In fact, it is quite often the opposite. Sometimes a mom very much loves her baby but knows that she can't take care of her child, again for a variety of reasons (perhaps she is very young).
Some kids that have been adopted might look like their parents and some might not.
We need to teach our kids that you can't tell if someone is adopted simply by how they look compared to their families. Yes, some children have different skin tones than their parents but this can happen with biological children, too, not just those that have been adopted! And, sometimes, children that are adopted look very much like their parents or siblings. In other words, there's no such thing as "looking adopted" and we need to make sure our kids know this.
Parents that have adopted do have their "own" kids.
This is one I've even heard from adults quite a bit, "they couldn't have kids of their own, so they adopted." Please. Don't. Ever. Say. This. Kids that have been adopted are very much "their own". They have the paperwork to prove it... just like biological parents do!
You should let people share their adoption story on their own terms.

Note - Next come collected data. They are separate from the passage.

// Copyright 2025 the Understory Authors
// SPDX-License-Identifier: Apache-2.0 OR MIT

//! Page arithmetic: navigable indexes, dot counts, relative steps, and the
//! enabled state of the previous/next controls.

use alloc::vec::Vec;

use crate::settings::Settings;
use crate::signed;

/// Direction of a relative move.
#[derive(Clone, Copy, Debug, PartialEq, Eq)]
pub enum Step {
    /// Towards higher indexes.
    Next,
    /// Towards lower indexes.
    Previous,
}

/// Indexes a page can start at.
///
/// Finite tracks cover `0..slide_count`. Infinite tracks also include the
/// clone pages, covering `-slides_to_scroll..2 * slide_count`.
#[must_use]
pub fn navigable_indexes(settings: &Settings, slide_count: usize) -> Vec<isize> {
    let scroll = signed(settings.slides_to_scroll.max(1));
    let show = signed(settings.slides_to_show.max(1));
    let advance = scroll.min(show);

    let (mut break_point, mut counter, max) = if settings.infinite {
        (-scroll, -scroll, signed(slide_count).saturating_mul(2))
    } else {
        (0, 0, signed(slide_count))
    };

    let mut indexes = Vec::new();
    while break_point < max {
        indexes.push(break_point);
        break_point = counter + scroll;
        counter += advance;
    }
    indexes
}

/// Snaps `index` to the navigable index at or before it.
///
/// Indexes past the last navigable index snap to it; indexes before the first
/// one snap to `0`.
#[must_use]
pub fn check_navigable(index: isize, settings: &Settings, slide_count: usize) -> isize {
    let navigables = navigable_indexes(settings, slide_count);
    let Some(&last) = navigables.last() else {
        return index;
    };
    if index > last {
        return last;
    }
    let mut previous = 0;
    for navigable in navigables {
        if index < navigable {
            return previous;
        }
        previous = navigable;
    }
    index
}

/// Index of the last dot (one less than the number of pages).
///
/// `linked` is set for carousels that drive a peer; their finite page count
/// walks the navigable indexes instead of dividing the overflow. The result
/// may be negative for finite tracks that fit entirely in the viewport.
#[must_use]
pub fn dot_count(settings: &Settings, slide_count: usize, linked: bool) -> isize {
    let scroll = signed(settings.slides_to_scroll.max(1));
    let show = signed(settings.slides_to_show.max(1));
    let count = signed(slide_count);

    let walk = || {
        let mut pages = 0;
        let mut break_point = 0;
        let mut counter = 0;
        while break_point < count {
            pages += 1;
            break_point = counter + scroll;
            counter += scroll.min(show);
        }
        pages
    };

    let pages = if settings.infinite {
        if count <= show { 1 } else { walk() }
    } else if settings.center_mode {
        count
    } else if !linked {
        let overflow = count - show;
        let extra = if overflow > 0 {
            (overflow + scroll - 1) / scroll
        } else {
            // Rounds towards zero, which is the ceiling for negatives.
            overflow / scroll
        };
        1 + extra
    } else {
        walk()
    };
    pages - 1
}

/// Dot that is highlighted for `current`.
#[must_use]
pub fn active_dot(current: usize, settings: &Settings) -> usize {
    current / settings.slides_to_scroll.max(1)
}

/// Target of a relative move from `current`, or `None` when everything fits in
/// the viewport.
///
/// Steps are corrected so that a sequence that divides evenly by
/// `slides_to_scroll` keeps landing on page boundaries.
#[must_use]
pub fn step_target(
    step: Step,
    current: usize,
    settings: &Settings,
    slide_count: usize,
) -> Option<isize> {
    let show = settings.slides_to_show.max(1);
    let scroll = settings.slides_to_scroll.max(1);
    if slide_count <= show {
        return None;
    }
    let index_offset = if !slide_count.is_multiple_of(scroll) {
        0
    } else {
        slide_count.saturating_sub(current) % scroll
    };
    let current = signed(current);
    Some(match step {
        Step::Next => {
            let by = if index_offset == 0 { scroll } else { index_offset };
            current + signed(by)
        }
        Step::Previous => {
            let by = if index_offset == 0 {
                signed(scroll)
            } else {
                signed(show) - signed(index_offset)
            };
            current - by
        }
    })
}

/// What the host's pagination controls should show.
#[derive(Clone, Copy, Debug, Default, PartialEq, Eq)]
pub struct PagerState {
    /// Number of dots to render; zero when dots are hidden.
    pub dots: usize,
    /// Highlighted dot, if any.
    pub active_dot: Option<usize>,
    /// Whether the previous/next arrows are rendered.
    pub arrows_visible: bool,
    /// Whether the previous arrow is disabled.
    pub prev_disabled: bool,
    /// Whether the next arrow is disabled.
    pub next_disabled: bool,
}

impl PagerState {
    /// Computes the pager for `current`.
    #[must_use]
    pub fn compute(current: usize, settings: &Settings, slide_count: usize, linked: bool) -> Self {
        let scrollable = slide_count > settings.slides_to_show;

        let dots = if settings.dots && scrollable {
            usize::try_from(dot_count(settings, slide_count, linked) + 1).unwrap_or(0)
        } else {
            0
        };
        let active_dot = Some(active_dot(current, settings)).filter(|dot| *dot < dots);

        let arrows_visible = settings.arrows && scrollable;
        let mut prev_disabled = false;
        let mut next_disabled = false;
        if arrows_visible && !settings.infinite {
            if current == 0 {
                prev_disabled = true;
            } else if settings.center_mode {
                next_disabled = current + 1 >= slide_count;
            } else {
                next_disabled = current + settings.slides_to_show >= slide_count;
            }
        }

        Self {
            dots,
            active_dot,
            arrows_visible,
            prev_disabled,
            next_disabled,
        }
    }
}

#[cfg(test)]
mod tests {
    use super::{PagerState, Step, check_navigable, dot_count, navigable_indexes, step_target};
    use crate::settings::Settings;

    fn paged(show: usize, scroll: usize, infinite: bool) -> Settings {
        Settings {
            slides_to_show: show,
            slides_to_scroll: scroll,
            infinite,
            ..Settings::default()
        }
    }

    #[test]
    fn navigable_indexes_cover_clone_pages_when_infinite() {
        assert_eq!(navigable_indexes(&paged(1, 1, false), 3), [0, 1, 2]);
        assert_eq!(navigable_indexes(&paged(2, 2, true), 4), [-2, 0, 2, 4, 6]);
        // Scrolling further than the viewport advances by the viewport.
        assert_eq!(navigable_indexes(&paged(1, 2, false), 5), [0, 2, 3, 4]);
        assert!(navigable_indexes(&paged(1, 1, false), 0).is_empty());
    }

    #[test]
    fn check_navigable_snaps_down() {
        let settings = paged(3, 3, true);
        assert_eq!(check_navigable(4, &settings, 9), 3);
        assert_eq!(check_navigable(6, &settings, 9), 6);
        assert_eq!(check_navigable(100, &settings, 9), 15);
        assert_eq!(check_navigable(-100, &settings, 9), 0);
        assert_eq!(check_navigable(7, &paged(1, 1, false), 0), 7);
    }

    #[test]
    fn dot_count_branches() {
        assert_eq!(dot_count(&paged(3, 3, true), 10, false), 3);
        assert_eq!(dot_count(&paged(3, 1, true), 2, false), 0);
        assert_eq!(dot_count(&paged(3, 1, false), 10, false), 7);
        assert_eq!(dot_count(&paged(3, 2, false), 10, false), 4);
        assert_eq!(dot_count(&paged(3, 1, false), 2, false), -1);

        let centered = Settings {
            center_mode: true,
            ..paged(3, 1, false)
        };
        assert_eq!(dot_count(&centered, 6, false), 5);

        assert_eq!(dot_count(&paged(3, 1, false), 10, true), 9);
    }

    #[test]
    fn relative_steps_realign_to_pages() {
        let settings = paged(3, 3, true);
        assert_eq!(step_target(Step::Next, 0, &settings, 9), Some(3));
        // From an off-page index the next step completes the page.
        assert_eq!(step_target(Step::Next, 1, &settings, 9), Some(3));
        assert_eq!(step_target(Step::Previous, 1, &settings, 9), Some(0));
        assert_eq!(step_target(Step::Previous, 0, &settings, 9), Some(-3));
        assert_eq!(step_target(Step::Next, 0, &settings, 3), None);
    }

    #[test]
    fn pager_disables_arrows_at_finite_ends() {
        let settings = Settings {
            dots: true,
            ..paged(2, 1, false)
        };
        let start = PagerState::compute(0, &settings, 5, false);
        assert_eq!(start.dots, 4);
        assert_eq!(start.active_dot, Some(0));
        assert!(start.prev_disabled);
        assert!(!start.next_disabled);

        let end = PagerState::compute(3, &settings, 5, false);
        assert!(end.next_disabled);
        assert!(!end.prev_disabled);

        let looping = PagerState::compute(0, &paged(2, 1, true), 5, false);
        assert!(looping.arrows_visible);
        assert!(!looping.prev_disabled);
        assert_eq!(looping.dots, 0);

        let short = PagerState::compute(0, &settings, 2, false);
        assert!(!short.arrows_visible);
        assert_eq!(short, PagerState::default());
    }
}
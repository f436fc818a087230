use axum::{
    Router,
    routing::{get, post},
};

use crate::state::AppState;

use super::controller::{create_subject, get_subject, get_subject_users, get_subjects};

pub fn init_subjects_router() -> Router<AppState> {
    Router::new()
        .route("/", post(create_subject).get(get_subjects))
        .route("/{id}", get(get_subject))
        .route("/{id}/users", get(get_subject_users))
}
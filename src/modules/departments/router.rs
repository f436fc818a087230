use axum::{Router, routing::get};

use crate::state::AppState;

use super::controller::{get_department, get_departments};

pub fn init_departments_router() -> Router<AppState> {
    Router::new()
        .route("/", get(get_departments))
        .route("/{id}", get(get_department))
}
use axum::{
    extract::{MatchedPath, Request},
    middleware::Next,
    response::Response,
};
use std::time::Instant;
use tracing::{error, info, warn};
use tracing_subscriber::{EnvFilter, Layer, layer::SubscriberExt, util::SubscriberInitExt};

pub async fn logging_middleware(req: Request, next: Next) -> Response {
    let start = Instant::now();
    let method = req.method().clone();
    let uri = req.uri().clone();
    let matched_path = req
        .extensions()
        .get::<MatchedPath>()
        .map(|p| p.as_str().to_string())
        .unwrap_or_else(|| uri.path().to_string());

    let request_id = uuid::Uuid::new_v4().to_string();

    info!(
        request_id = %request_id,
        method = %method,
        path = %matched_path,
        "Incoming request"
    );

    let response = next.run(req).await;
    let latency = start.elapsed();
    let status = response.status();

    match status.as_u16() {
        400..=499 => {
            warn!(
                request_id = %request_id,
                method = %method,
                path = %matched_path,
                status = %status.as_u16(),
                latency_ms = %latency.as_millis(),
                "Client error"
            );
        }
        500..=599 => {
            error!(
                request_id = %request_id,
                method = %method,
                path = %matched_path,
                status = %status.as_u16(),
                latency_ms = %latency.as_millis(),
                "Server error"
            );
        }
        _ => {
            info!(
                request_id = %request_id,
                method = %method,
                path = %matched_path,
                status = %status.as_u16(),
                latency_ms = %latency.as_millis(),
                "Request completed"
            );
        }
    }

    response
}

pub fn init_tracing() {
    use std::fs;
    use tracing_appender::rolling::{RollingFileAppender, Rotation};
    use tracing_subscriber::fmt;

    let log_dir = "storage/logs";
    fs::create_dir_all(log_dir).expect("Failed to create logs directory");

    let console_filter = EnvFilter::try_from_default_env().unwrap_or_else(|_| {
        EnvFilter::new(format!(
            "{}=info,tower_http=warn,hyper=info",
            env!("CARGO_CRATE_NAME")
        ))
    });

    let console_layer = fmt::layer()
        .with_target(false)
        .with_thread_ids(false)
        .with_thread_names(false)
        .with_file(true)
        .with_line_number(true)
        .compact()
        .with_filter(console_filter);

    // File layer for errors
    let file_appender = RollingFileAppender::new(Rotation::DAILY, log_dir, "classdex.log");

    let file_layer = fmt::layer()
        .with_writer(file_appender)
        .with_target(false)
        .with_thread_ids(false)
        .with_thread_names(false)
        .with_file(true)
        .with_line_number(true)
        .with_ansi(false)
        .with_filter(EnvFilter::new("error"));

    // JSON file layer for structured logs
    let json_appender = RollingFileAppender::new(Rotation::DAILY, log_dir, "classdex.json");

    let json_layer = fmt::layer()
        .json()
        .with_writer(json_appender)
        .with_current_span(true)
        .with_span_list(true)
        .with_filter(EnvFilter::new("info"));

    tracing_subscriber::registry()
        .with(console_layer)
        .with(file_layer)
        .with(json_layer)
        .init();

    info!("Tracing initialized with console and file logging");
}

Children will encounter someone that is adopted, very likely at an early age. As parents, we need to be proactive not only in educating them about adoption but in teaching them that they need to respect people's privacy and let them share their own story on their own terms. It's only natural to be curious about something that may be different from what you know, but the details of one's adoption are personal and kids should be taught not to bombard their peers with questions. This is not to say that they can't ask questions, but kids should be taught to be respectful. If the other child does not want to talk about it, that needs to be respected. (As should be the case with any human and their personal business.)
Adoption is simply one way that families are formed.
The most important thing to remember when discussing adoption is that families brought together by adoption are just as much a family as any other family.